Constant multiple rule:
$$
\int_a^b c f(x)\,dx = c \int_a^b f(x)\,dx
$$
So:
$$
\int_4^1 -3f(x)\,dx = -\left(-3 \int_1^4 f(x)\,dx\right) = 3 \int_1^4 f(x)\,dx
$$
Now substitute the known value:
$$
= 3 \cdot 8 = 24
$$
✔ Answer (a): $ \boxed{24} $
---
(b) $\displaystyle \int_4^6 5f(x)\,dx$
We need to relate this to the given integrals.
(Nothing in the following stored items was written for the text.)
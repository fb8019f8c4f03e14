//! Shared application state for the HTTP layer

use std::sync::Arc;

use crate::auth::Authenticator;
use crate::callback::CallbackService;
use crate::gateway::GatewayService;

/// State shared across all request handlers
///
/// Assembled once at boot from the validated configuration; handlers
/// only ever borrow it.
pub struct AppState {
    pub authenticator: Arc<Authenticator>,
    pub gateway: GatewayService,
    pub callback: CallbackService,
}
//! # Storage Backend Trait

use super::errors::StorageResult;

/// Backend trait for document file storage
///
/// Paths are always relative to the backend's root. Implementations must
/// reject paths that would escape it.
pub trait StorageBackend: Send + Sync + std::fmt::Debug {
    /// Read the full contents at path
    fn read(&self, path: &str) -> StorageResult<Vec<u8>>;

    /// Replace the contents at path atomically
    ///
    /// Readers observe either the previous contents or the new contents in
    /// full, never a partial write.
    fn write_atomic(&self, path: &str, data: &[u8]) -> StorageResult<()>;

    /// Check if path exists
    fn exists(&self, path: &str) -> StorageResult<bool>;
}
//! Wire-level error responses shared across routes

use axum::http::StatusCode;
use axum::Json;
use serde::Serialize;

use crate::gateway::GatewayError;

/// Error body on the request path
#[derive(Debug, Serialize)]
pub struct ErrorBody {
    pub status: &'static str,
    pub message: String,
}

/// Status-plus-body rejection used by every request-path handler
pub type ApiRejection = (StatusCode, Json<ErrorBody>);

pub fn reject(code: u16, message: String) -> ApiRejection {
    let status = StatusCode::from_u16(code).unwrap_or(StatusCode::INTERNAL_SERVER_ERROR);
    (
        status,
        Json(ErrorBody {
            status: "error",
            message,
        }),
    )
}

pub fn reject_gateway(error: GatewayError) -> ApiRejection {
    reject(error.status_code(), error.to_string())
}

#[cfg(test)]
mod tests {
    use super::*;
    use crate::auth::AuthError;

    #[test]
    fn test_rejection_shape() {
        let (status, Json(body)) = reject_gateway(AuthError::Forbidden.into());

        assert_eq!(status, StatusCode::FORBIDDEN);
        assert_eq!(body.status, "error");
        assert!(!body.message.is_empty());
    }

    #[test]
    fn test_bogus_code_falls_back_to_500() {
        let (status, _) = reject(1000, "x".to_string());
        assert_eq!(status, StatusCode::INTERNAL_SERVER_ERROR);
    }
}
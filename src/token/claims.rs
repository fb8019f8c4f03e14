//! Claim sets carried by docbridge session tokens.
//!
//! Every claim set is stamped with `iat`/`exp` by the issuer. Tokens are
//! never persisted; validity is purely signature + expiry.

use serde::{Deserialize, Serialize};

/// Document binding inside a descriptor token.
#[derive(Debug, Clone, PartialEq, Eq, Serialize, Deserialize)]
pub struct DescriptorDocument {
    /// File type the engine opens ("docx")
    #[serde(rename = "fileType")]
    pub file_type: String,

    /// Edit session key for this open
    pub key: String,
}

/// Claims of the descriptor token returned in the `EditorConfig` top-level
/// `token` field. The engine must present it unmodified to authorize the
/// editing session.
#[derive(Debug, Clone, PartialEq, Serialize, Deserialize)]
pub struct DescriptorClaims {
    pub document: DescriptorDocument,

    /// Issued-at (Unix epoch seconds)
    pub iat: i64,

    /// Expiry (Unix epoch seconds)
    pub exp: i64,
}

/// Claims of the link token appended to engine-facing download URLs.
///
/// Binds the link to one storage path. The Download Gateway compares the
/// embedded path against the resolved document when link hardening is
/// enabled.
#[derive(Debug, Clone, PartialEq, Serialize, Deserialize)]
pub struct LinkClaims {
    pub file_path: String,

    /// Issued-at (Unix epoch seconds)
    pub iat: i64,

    /// Expiry (Unix epoch seconds)
    pub exp: i64,
}

#[cfg(test)]
mod tests {
    use super::*;

    #[test]
    fn test_descriptor_serializes_engine_field_names() {
        let claims = DescriptorClaims {
            document: DescriptorDocument {
                file_type: "docx".to_string(),
                key: "doc-1234".to_string(),
            },
            iat: 100,
            exp: 1900,
        };

        let json = serde_json::to_value(&claims).unwrap();
        assert_eq!(json["document"]["fileType"], "docx");
        assert_eq!(json["document"]["key"], "doc-1234");
        assert_eq!(json["exp"], 1900);
    }

    #[test]
    fn test_link_claims_roundtrip() {
        let claims = LinkClaims {
            file_path: "abc.docx".to_string(),
            iat: 1,
            exp: 2,
        };

        let json = serde_json::to_string(&claims).unwrap();
        let back: LinkClaims = serde_json::from_str(&json).unwrap();
        assert_eq!(back.file_path, "abc.docx");
    }
}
We know:
- $ \int_1^4 f(x)\,dx = 8 $
- $ \int_1^6 f(x)\,dx = 5 $
Using the
additive property of integrals:
$$
\int_1^6 f(x)\,dx = \int_1^4 f(x)\,dx + \int_4^6 f(x)\,dx
$$
Substitute known values:
$$
5 = 8 + \int_4^6 f(x)\,dx
\Rightarrow \int_4^6 f(x)\,dx = 5 - 8 = -3
$$
Now compute:
$$
\int_4^6 5f(x)\,dx = 5 \int_4^6 f(x)\,dx = 5 \cdot (-3) = -15
$$
✔ Answer (b): $ \boxed{-15} $
---
(c) $\displaystyle \int_4^6 f(x)\,dx$
We already computed this in part (b):
$$
\int_4^6 f(x)\,dx = -3
$$
✔ Answer (c): $ \boxed{-3} $
---
(d) $\displaystyle \int_6^4 2f(x)\,dx$
Again, reverse the limits:
$$
\int_6^4 2f(x)\,dx = -\int_4^6 2f(x)\,dx
$$
From part (b), we know:
$$
\int_4^6 2f(x)\,dx = 2 \int_4^6 f(x)\,dx = 2 \cdot (-3) = -6
$$
So:
$$
\int_6^4 2f(x)\,dx = -(-6) = 6
$$
✔ Answer (d): $ \boxed{6} $
---
✔ Final Answers:
(a) $ \boxed{24} $
(b) $ \boxed{-15} $
(c) $ \boxed{-3} $
(d) $ \boxed{6} $
Parent Tip: Review the logic above to help your child master the concept of definite integral worksheet.